The Navigation pane provides interface options while the Display area displays the selected interface. The following interface options are available:
- Agents Interface
- Alerts Interface
- Investigate Interface
- Analytics Interface
- Policies Interface
- Templates Interface
- Tags Node
Several right-click menus and additional features are available within these interfaces.
Remember, the Investigate, Analytics, Policies, Templates, and TAGS nodes in the Navigation pane can be expanded and collapsed.
Agents
The Agents interface provides data about the Agents within the environment. This includes what domain the Agent is in, what machine it is deployed on, its current status, and other details. This interface also indicates if a domain controller does NOT have an Agent deployed on it. Through this interface, Agents can be deployed, updated, and managed; logging levels can be configured; logs can be accessed; and Agent information can be exported.
Alerts
The Alerts interface provides information on the Threat Prevention Security events, Operations events, and Configuration events. All events are displayed by default. However, they can be filtered, sorted, and searched.
Investigate
The Investigate interface is a reporting tool for the Administration Console. It provides information on recent events monitored or blocked by any enabled policy. By default, all events recently monitored or blocked are available. However, they can be filtered to particular policies, perpetrators, time frames, domains, servers, computers, events, etc.
Analytics
The Analytics interface is a front-line warning tool for detecting incidents in real-time based on patterns within collected event data indicative of potential security risk. It provides information on incidents identified by the analytic policies.
Policies
The Policies interface provides a central location for creating and configuring all policies. On selecting the Policy node, the policies are listed in the Display area. In the Navigation pane, the policies are organized into folders. By default, the folder structure is comprised of but not limited to three folders: Auditing, Blocking, and Notifications, representing the most common types of policies enabled by users. Policies can be configured to monitor or block Windows Active Directory events, Windows Exchange Server 2010, 2013, 2016 and 2019 events, Windows File System events, NetApp File System events, EMC File System events, and Group Policy Objects events.

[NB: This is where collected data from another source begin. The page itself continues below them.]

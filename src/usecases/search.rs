//! Username search over the user directory.

use std::time::Duration;

use tokio::{
    runtime::Handle,
    sync::mpsc::{self, UnboundedReceiver, UnboundedSender},
    task::JoinHandle,
};

use crate::domain::{ids::UserId, user::User};

pub const DEFAULT_DEBOUNCE: Duration = Duration::from_millis(300);

/// Case-insensitive substring match on usernames, excluding `me`. An empty
/// term matches nobody.
pub fn search_directory<'a>(
    users: impl IntoIterator<Item = &'a User>,
    term: &str,
    me: &UserId,
) -> Vec<User> {
    let needle = term.trim().to_lowercase();
    if needle.is_empty() {
        return Vec::new();
    }

    users
        .into_iter()
        .filter(|user| &user.id != me)
        .filter(|user| user.username.to_lowercase().contains(&needle))
        .cloned()
        .collect()
}

#[derive(Debug, Clone, PartialEq, Eq)]
pub struct SearchResults {
    pub term: String,
    pub users: Vec<User>,
}

/// Runs a search only after `window` passes without new input. Each input
/// aborts the pending evaluation, so a burst yields one result set.
pub struct DebouncedSearch {
    runtime: Handle,
    window: Duration,
    pending: Option<JoinHandle<()>>,
    results: UnboundedSender<SearchResults>,
}

impl DebouncedSearch {
    pub fn new(runtime: Handle, window: Duration) -> (Self, UnboundedReceiver<SearchResults>) {
        let (results, rx) = mpsc::unbounded_channel();
        (
            Self {
                runtime,
                window,
                pending: None,
                results,
            },
            rx,
        )
    }

    /// Records one keystroke. `candidates` is the directory snapshot the
    /// query will run against.
    pub fn input(&mut self, term: &str, candidates: Vec<User>, me: &UserId) {
        self.cancel();

        let window = self.window;
        let results = self.results.clone();
        let term = term.to_owned();
        let me = me.clone();
        self.pending = Some(self.runtime.spawn(async move {
            tokio::time::sleep(window).await;
            let users = search_directory(&candidates, &term, &me);
            tracing::debug!(term = %term, matches = users.len(), "search evaluated");
            if results.send(SearchResults { term, users }).is_err() {
                tracing::debug!("search results receiver dropped");
            }
        }));
    }

    pub fn cancel(&mut self) {
        if let Some(pending) = self.pending.take() {
            pending.abort();
        }
    }
}

impl Drop for DebouncedSearch {
    fn drop(&mut self) {
        self.cancel();
    }
}

#[cfg(test)]
mod tests {
    use super::*;
    use crate::test_support::uid;

    fn directory() -> Vec<User> {
        ["alice", "Alicia", "bob", "malik"]
            .into_iter()
            .map(|name| User::new(uid(&name.to_lowercase()), name))
            .collect()
    }

    fn names(users: &[User]) -> Vec<&str> {
        users.iter().map(|user| user.username.as_str()).collect()
    }

    #[test]
    fn matches_case_insensitive_substrings() {
        let users = directory();

        let found = search_directory(&users, "ALI", &uid("bob"));

        assert_eq!(names(&found), vec!["alice", "Alicia", "malik"]);
    }

    #[test]
    fn excludes_the_session_user() {
        let users = directory();

        let found = search_directory(&users, "ali", &uid("alice"));

        assert_eq!(names(&found), vec!["Alicia", "malik"]);
    }

    #[test]
    fn empty_term_matches_nobody() {
        let users = directory();

        assert!(search_directory(&users, "", &uid("bob")).is_empty());
        assert!(search_directory(&users, "   ", &uid("bob")).is_empty());
    }

    #[tokio::test(start_paused = true)]
    async fn burst_of_keystrokes_evaluates_only_the_last() {
        let (mut search, mut results) = DebouncedSearch::new(Handle::current(), DEFAULT_DEBOUNCE);
        let me = uid("alice");

        for term in ["a", "al", "ali"] {
            search.input(term, directory(), &me);
            tokio::time::sleep(Duration::from_millis(100)).await;
        }
        tokio::time::sleep(Duration::from_millis(301)).await;

        let delivered = results.try_recv().expect("one result set");
        assert_eq!(delivered.term, "ali");
        assert_eq!(names(&delivered.users), vec!["Alicia", "malik"]);
        assert!(results.try_recv().is_err());
    }

    #[tokio::test(start_paused = true)]
    async fn nothing_is_delivered_before_the_quiet_window() {
        let (mut search, mut results) = DebouncedSearch::new(Handle::current(), DEFAULT_DEBOUNCE);

        search.input("bob", directory(), &uid("alice"));
        tokio::time::sleep(Duration::from_millis(299)).await;
        assert!(results.try_recv().is_err());

        tokio::time::sleep(Duration::from_millis(2)).await;
        assert_eq!(results.try_recv().expect("delivered").term, "bob");
    }

    #[tokio::test(start_paused = true)]
    async fn cancel_drops_the_pending_query() {
        let (mut search, mut results) = DebouncedSearch::new(Handle::current(), DEFAULT_DEBOUNCE);

        search.input("bob", directory(), &uid("alice"));
        search.cancel();
        tokio::time::sleep(Duration::from_millis(500)).await;

        assert!(results.try_recv().is_err());
    }
}
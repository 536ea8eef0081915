//! In-process implementations of the store and auth contracts.

pub mod memory_auth;
pub mod memory_store;

/// Returns the backend module name for smoke checks.
pub fn module_name() -> &'static str {
    "backend"
}
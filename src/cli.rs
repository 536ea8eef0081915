use std::path::PathBuf;

use clap::{Parser, Subcommand};

#[derive(Debug, Parser)]
#[command(name = "pairchat", about = "One-to-one chat with live unread counters")]
pub struct Cli {
    /// Path to config file (default: ./config.toml)
    #[arg(short, long, global = true)]
    pub config: Option<PathBuf>,

    #[command(subcommand)]
    pub command: Option<Command>,
}

#[derive(Debug, Clone, Subcommand)]
pub enum Command {
    /// Sign in and start the interactive console
    Run,
    /// Play a scripted alice/bob conversation and print the counters
    Demo,
}

impl Cli {
    pub fn command_or_default(&self) -> Command {
        self.command.clone().unwrap_or(Command::Run)
    }
}

#[cfg(test)]
mod tests {
    use clap::Parser;

    use super::{Cli, Command};

    #[test]
    fn defaults_to_run_when_command_is_missing() {
        let cli = Cli::parse_from(["pairchat"]);

        assert!(matches!(cli.command_or_default(), Command::Run));
    }

    #[test]
    fn parses_demo_with_global_config_flag() {
        let cli = Cli::parse_from(["pairchat", "demo", "--config", "custom.toml"]);

        assert!(matches!(cli.command_or_default(), Command::Demo));
        assert_eq!(
            cli.config
                .as_deref()
                .map(|p| p.to_string_lossy().to_string()),
            Some("custom.toml".to_owned())
        );
    }
}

A folder can be protected, which controls access to any policy within the folder. A protected policy cannot be viewed, edited, or deleted by other Administration Console users without explicit permissions being granted.
Templates
The Templates interface provides a central location for creating and configuring all policy templates. On selecting the Templates node, a list of all policy templates available is displayed in the Display area. Policy templates must also be stored within a folder. There are pre-created policy templates which can be imported.
TAGS
The TAGS node provides an organizational feature for templates. Many preconfigured templates have tags which enable users to quickly find a desired template though various groupings. Tags do not create a duplicate template, but rather display the template in different folders under the TAGS node.
Status Bar
The Status Bar is located at the bottom of the Administration Console.
It displays the current user account logged into Threat Prevention and current session details.